#### Recorded information ####

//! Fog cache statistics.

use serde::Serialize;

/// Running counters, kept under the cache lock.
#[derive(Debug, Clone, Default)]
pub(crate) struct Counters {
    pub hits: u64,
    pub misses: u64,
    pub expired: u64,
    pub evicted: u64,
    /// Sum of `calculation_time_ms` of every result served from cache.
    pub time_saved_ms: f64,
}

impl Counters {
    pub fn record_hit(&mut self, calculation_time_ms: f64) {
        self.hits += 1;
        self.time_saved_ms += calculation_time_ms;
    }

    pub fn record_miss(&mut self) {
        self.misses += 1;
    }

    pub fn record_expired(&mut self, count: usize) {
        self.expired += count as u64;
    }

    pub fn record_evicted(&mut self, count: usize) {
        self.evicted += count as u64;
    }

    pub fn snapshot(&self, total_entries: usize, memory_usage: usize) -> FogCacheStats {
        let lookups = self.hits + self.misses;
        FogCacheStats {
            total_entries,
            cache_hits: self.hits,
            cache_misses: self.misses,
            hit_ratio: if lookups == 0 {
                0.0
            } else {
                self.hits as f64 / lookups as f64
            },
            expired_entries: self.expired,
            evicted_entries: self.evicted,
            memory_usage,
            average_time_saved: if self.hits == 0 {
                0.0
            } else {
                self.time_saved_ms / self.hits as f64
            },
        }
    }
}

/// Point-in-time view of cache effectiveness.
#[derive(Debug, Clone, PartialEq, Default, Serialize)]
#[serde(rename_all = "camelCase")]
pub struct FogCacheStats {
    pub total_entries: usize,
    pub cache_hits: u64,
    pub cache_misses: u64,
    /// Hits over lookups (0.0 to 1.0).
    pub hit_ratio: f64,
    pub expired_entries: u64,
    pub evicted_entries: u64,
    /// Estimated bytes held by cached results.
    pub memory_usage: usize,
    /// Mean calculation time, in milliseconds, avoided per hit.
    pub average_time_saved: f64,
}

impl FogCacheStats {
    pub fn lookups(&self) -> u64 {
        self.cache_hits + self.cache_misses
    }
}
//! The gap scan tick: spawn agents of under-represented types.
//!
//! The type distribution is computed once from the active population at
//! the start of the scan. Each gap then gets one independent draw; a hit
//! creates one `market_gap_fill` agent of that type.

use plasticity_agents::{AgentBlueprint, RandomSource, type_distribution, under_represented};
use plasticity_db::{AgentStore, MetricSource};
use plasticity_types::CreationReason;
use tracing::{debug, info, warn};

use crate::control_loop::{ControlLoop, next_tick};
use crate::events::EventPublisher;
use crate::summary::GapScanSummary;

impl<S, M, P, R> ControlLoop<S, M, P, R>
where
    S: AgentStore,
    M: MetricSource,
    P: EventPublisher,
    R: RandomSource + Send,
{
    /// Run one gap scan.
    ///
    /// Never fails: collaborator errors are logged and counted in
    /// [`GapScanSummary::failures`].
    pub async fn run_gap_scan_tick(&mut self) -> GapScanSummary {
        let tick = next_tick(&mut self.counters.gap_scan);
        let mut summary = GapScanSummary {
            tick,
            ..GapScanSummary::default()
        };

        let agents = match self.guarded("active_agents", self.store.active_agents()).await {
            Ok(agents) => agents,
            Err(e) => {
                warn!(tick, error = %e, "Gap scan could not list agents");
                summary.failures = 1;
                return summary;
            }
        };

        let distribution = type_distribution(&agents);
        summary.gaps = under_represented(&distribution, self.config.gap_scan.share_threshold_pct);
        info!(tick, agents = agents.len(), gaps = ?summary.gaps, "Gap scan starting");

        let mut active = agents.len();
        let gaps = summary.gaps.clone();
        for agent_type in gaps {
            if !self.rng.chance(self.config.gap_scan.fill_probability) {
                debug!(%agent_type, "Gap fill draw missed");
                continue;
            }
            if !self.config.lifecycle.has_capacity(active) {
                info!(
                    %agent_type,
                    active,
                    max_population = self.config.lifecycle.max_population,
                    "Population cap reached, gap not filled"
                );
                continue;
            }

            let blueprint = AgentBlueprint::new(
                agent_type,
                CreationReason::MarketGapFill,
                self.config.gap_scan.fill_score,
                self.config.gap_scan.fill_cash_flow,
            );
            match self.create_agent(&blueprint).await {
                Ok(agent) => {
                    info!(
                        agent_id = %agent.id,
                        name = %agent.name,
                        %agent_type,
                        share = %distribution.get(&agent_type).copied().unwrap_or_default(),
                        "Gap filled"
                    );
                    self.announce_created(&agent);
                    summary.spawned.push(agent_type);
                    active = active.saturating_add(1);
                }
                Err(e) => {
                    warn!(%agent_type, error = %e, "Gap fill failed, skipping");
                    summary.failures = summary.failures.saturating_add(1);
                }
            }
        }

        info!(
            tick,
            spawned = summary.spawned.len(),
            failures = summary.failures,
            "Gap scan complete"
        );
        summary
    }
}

####

What to do — Restate word for word only the lines running from the beginning of the data to the line holding "(0.0 to 1.0).", both included.

Reply to the task —
//! Fog cache statistics.

use serde::Serialize;

/// Running counters, kept under the cache lock.
#[derive(Debug, Clone, Default)]
pub(crate) struct Counters {
    pub hits: u64,
    pub misses: u64,
    pub expired: u64,
    pub evicted: u64,
    /// Sum of `calculation_time_ms` of every result served from cache.
    pub time_saved_ms: f64,
}

impl Counters {
    pub fn record_hit(&mut self, calculation_time_ms: f64) {
        self.hits += 1;
        self.time_saved_ms += calculation_time_ms;
    }

    pub fn record_miss(&mut self) {
        self.misses += 1;
    }

    pub fn record_expired(&mut self, count: usize) {
        self.expired += count as u64;
    }

    pub fn record_evicted(&mut self, count: usize) {
        self.evicted += count as u64;
    }

    pub fn snapshot(&self, total_entries: usize, memory_usage: usize) -> FogCacheStats {
        let lookups = self.hits + self.misses;
        FogCacheStats {
            total_entries,
            cache_hits: self.hits,
            cache_misses: self.misses,
            hit_ratio: if lookups == 0 {
                0.0
            } else {
                self.hits as f64 / lookups as f64
            },
            expired_entries: self.expired,
            evicted_entries: self.evicted,
            memory_usage,
            average_time_saved: if self.hits == 0 {
                0.0
            } else {
                self.time_saved_ms / self.hits as f64
            },
        }
    }
}

/// Point-in-time view of cache effectiveness.
#[derive(Debug, Clone, PartialEq, Default, Serialize)]
#[serde(rename_all = "camelCase")]
pub struct FogCacheStats {
    pub total_entries: usize,
    pub cache_hits: u64,
    pub cache_misses: u64,
    /// Hits over lookups (0.0 to 1.0).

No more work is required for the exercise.